According to the AP, the litigation began when Glass “engaged in a verbal dispute with one of his players during a game in February 2003.”
The dispute continued after the game and the player eventually was escorted from the team’s locker room, though there was no physical contact, according to Fred Klatsky, an attorney representing Glass.
The player’s mother, Nancy Davis, later signed a criminal complaint against Glass that charged him with harassment and assault. However, a grand jury declined to indict Glass on those charges, and Davis eventually sued Glass in civil court. That suit was dismissed last December, and a trial was scheduled for last week to consider Glass’ countersuit against the mother and son for defamation and malicious prosecution.
Instead, the sides agree to a settlement, the terms of which were reached last week but were not disclosed.

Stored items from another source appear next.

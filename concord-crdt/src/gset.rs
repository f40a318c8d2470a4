//! Grow-only Set (G-Set).
//!
//! Elements can only be added. Merge is set union, so concurrent additions
//! on different replicas always survive.

use crate::crdt::{Commutative, Convergent};
use crate::error::{CrdtError, CrdtResult};
use serde::{Deserialize, Serialize};
use std::collections::BTreeSet;

/// An operation broadcast by operation-based sets.
#[derive(Debug, Clone, PartialEq, Eq, Serialize, Deserialize)]
pub enum SetOperation<T> {
    /// Adds every listed element.
    Add(Vec<T>),
    /// Removes every listed element.
    Remove(Vec<T>),
}

/// A grow-only set.
#[derive(Debug, Clone, PartialEq, Eq, Serialize, Deserialize)]
pub struct GSet<T: Ord> {
    elements: BTreeSet<T>,
}

impl<T: Ord> Default for GSet<T> {
    fn default() -> Self {
        Self {
            elements: BTreeSet::new(),
        }
    }
}

impl<T: Ord + Clone> GSet<T> {
    /// Creates a new empty set.
    #[must_use]
    pub fn new() -> Self {
        Self::default()
    }

    /// Adds an element. Returns true if it was not already present.
    pub fn insert(&mut self, element: T) -> bool {
        self.elements.insert(element)
    }

    /// Adds every element of `elements`.
    pub fn insert_all(&mut self, elements: impl IntoIterator<Item = T>) {
        self.elements.extend(elements);
    }

    /// Returns true if the set contains the element.
    #[must_use]
    pub fn contains(&self, element: &T) -> bool {
        self.elements.contains(element)
    }

    /// Returns the elements in order.
    pub fn iter(&self) -> impl Iterator<Item = &T> {
        self.elements.iter()
    }

    /// Returns the number of elements.
    #[must_use]
    pub fn len(&self) -> usize {
        self.elements.len()
    }

    /// Returns true if the set is empty.
    #[must_use]
    pub fn is_empty(&self) -> bool {
        self.elements.is_empty()
    }
}

impl<T: Ord + Clone> Convergent for GSet<T> {
    fn merge(&mut self, other: &Self) {
        self.elements.extend(other.elements.iter().cloned());
    }
}

impl<T: Ord + Clone> Commutative for GSet<T> {
    type Operation = SetOperation<T>;

    fn prepare(&self, operation: &Self::Operation) -> CrdtResult<()> {
        match operation {
            SetOperation::Add(_) => Ok(()),
            SetOperation::Remove(_) => Err(CrdtError::Unsupported("remove on a grow-only set")),
        }
    }

    fn apply(&mut self, operation: &Self::Operation) {
        // Remove never passes `prepare`, so it cannot originate anywhere.
        if let SetOperation::Add(elements) = operation {
            self.insert_all(elements.iter().cloned());
        }
    }
}
//! Core type definitions for Concord.
//!
//! This crate defines the leaf types shared by every replica:
//! - Replica identifiers (UUID v7) and the factories that mint them
//! - Millisecond-resolution UTC timestamps for last-writer-wins ordering
//!
//! Clocks, version vectors and the CRDT states themselves live in
//! `concord-crdt`; the replication protocol lives in `concord-sync`.

mod ids;
mod timestamp;

pub use ids::{IdentifierFactory, ReplicaId, UuidIdentifierFactory};
pub use timestamp::UtcTimestamp;

/// Result type alias using the crate's error type.
pub type Result<T> = std::result::Result<T, Error>;

/// Errors that can occur in type operations.
#[derive(Debug, thiserror::Error)]
pub enum Error {
    #[error("invalid UUID: {0}")]
    InvalidUuid(#[from] uuid::Error),

    #[error("invalid timestamp: {0}")]
    InvalidTimestamp(String),
}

But columnist Bill Handleman of the Asbury Park Press said twice in a recent column that Glass “accepted the financial settlement he was awarded,” suggesting that Glass was on the winning side.
Here’s how Handleman laid out the background of the case last week:
Five years ago, the mother of a kid who played for him at Rumson Fair-Haven started something. She tried to get Glass fired. She brought criminal charges against him. She even had him in front of a grand jury.

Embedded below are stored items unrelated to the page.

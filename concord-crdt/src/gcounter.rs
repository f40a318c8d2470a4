//! Grow-only Counter (G-Counter).
//!
//! Each replica counts its own increments in one slot of a version vector.
//! The value is the sum of all slots; merge takes the per-replica maximum.

use crate::crdt::Convergent;
use crate::error::CrdtResult;
use crate::version_vector::VersionVector;
use concord_types::ReplicaId;
use serde::{Deserialize, Serialize};

/// A grow-only counter.
#[derive(Debug, Clone, Default, PartialEq, Eq, Serialize, Deserialize)]
pub struct GCounter {
    counts: VersionVector,
}

impl GCounter {
    /// Creates a new counter with value 0.
    #[must_use]
    pub fn new() -> Self {
        Self::default()
    }

    /// Creates a counter from per-replica increment counts.
    #[must_use]
    pub fn from_counts(counts: VersionVector) -> Self {
        Self { counts }
    }

    /// Records one increment by `replica`.
    ///
    /// Fails with [`CrdtError::ClockOverflow`](crate::CrdtError::ClockOverflow)
    /// if that replica's count is saturated.
    pub fn increment(&mut self, replica: ReplicaId) -> CrdtResult<()> {
        self.counts.increment(replica).map(|_| ())
    }

    /// Returns the current value: the sum of every replica's increments.
    #[must_use]
    pub fn value(&self) -> u64 {
        u64::try_from(self.counts.total()).unwrap_or(u64::MAX)
    }

    /// Returns the per-replica increment counts.
    #[must_use]
    pub fn counts(&self) -> &VersionVector {
        &self.counts
    }
}

impl Convergent for GCounter {
    fn merge(&mut self, other: &Self) {
        self.counts.sync(&other.counts);
    }
}

#[cfg(test)]
mod tests {
    use super::*;

    fn replica(n: u8) -> ReplicaId {
        ReplicaId::from_uuid(uuid::Uuid::from_bytes([
            n, 0, 0, 0, 0, 0, 0, 0, 0, 0, 0, 0, 0, 0, 0, 0,
        ]))
    }

    #[test]
    fn new_counter_is_zero() {
        assert_eq!(GCounter::new().value(), 0);
    }

    #[test]
    fn increment_increases_value() {
        let mut c = GCounter::new();
        c.increment(replica(1)).unwrap();
        c.increment(replica(1)).unwrap();
        c.increment(replica(2)).unwrap();
        assert_eq!(c.value(), 3);
        assert_eq!(c.counts().get(&replica(1)), 2);
    }

    #[test]
    fn merge_takes_max_per_replica() {
        let mut a = GCounter::new();
        a.increment(replica(1)).unwrap();
        a.increment(replica(1)).unwrap();

        let mut b = GCounter::new();
        b.increment(replica(1)).unwrap();
        b.increment(replica(2)).unwrap();

        let merged = a.merged(&b);
        assert_eq!(merged.value(), 3);
        assert_eq!(merged, b.merged(&a));
    }

    #[test]
    fn merge_is_idempotent() {
        let mut a = GCounter::new();
        a.increment(replica(1)).unwrap();
        assert_eq!(a.merged(&a), a);
    }

    #[test]
    fn from_counts_sums_every_slot() {
        let counts: VersionVector = [(replica(1), 4), (replica(2), 6)].into_iter().collect();
        assert_eq!(GCounter::from_counts(counts).value(), 10);
    }
}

How did this all come about? Simple: The kid challenged the coach’s authority during a game, said something disrespectful. In the heat of the moment, the coach told the kid that if he ever said anything like that to him again, he would stick his foot up his you know what.
Naturally, his expression was more colorful than that. His language was the language of the locker room. It was the language of Al McGuire, the language of Vince Lombardi, the language all coaches use at one time or another.

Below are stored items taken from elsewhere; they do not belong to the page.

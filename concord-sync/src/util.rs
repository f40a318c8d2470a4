//! Small synchronization helpers shared by channels and exchanges.

use std::sync::{Mutex, MutexGuard, PoisonError};
use tokio::sync::Notify;

/// Locks a mutex, recovering the guard if a previous holder panicked.
///
/// Every critical section in this crate leaves its data consistent before
/// calling anything that could panic.
pub(crate) fn lock<T>(mutex: &Mutex<T>) -> MutexGuard<'_, T> {
    mutex.lock().unwrap_or_else(PoisonError::into_inner)
}

/// Waits until `settled` holds, re-checking whenever `notify` fires.
///
/// Interest is registered before each check, so a notification sent between
/// the check and the await is never lost.
pub(crate) async fn wait_until(notify: &Notify, settled: impl Fn() -> bool) {
    loop {
        let notified = notify.notified();
        tokio::pin!(notified);
        notified.as_mut().enable();
        if settled() {
            return;
        }
        notified.await;
    }
}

Never having been in a locker room, the kid’s mother tried to make a federal case out of this incident. It was as convenient an excuse as any. The kid wanted to play more, and the mother wanted to remove his coach, the obstacle.
Soon, someone would write a letter to the Asbury Park Press, saying that Glass had threatened to sodomize the kid, based on this one remark.
“I was shocked that the paper would print that letter,” he says now.
The AP reported that an attorney representing Davis did not immediately return a phone message Monday, and a number could not be found for Davis.
Glass has an office in downtown Red Bank. He represents Jackie Butler of the Houston Rockets and Royal Ivey of the Milwaukee Bucks. He has represented former NBA players including Mark Eaton, Mahmoud Abdul-Rauf and current Sacramento Kings player Quincy Douby.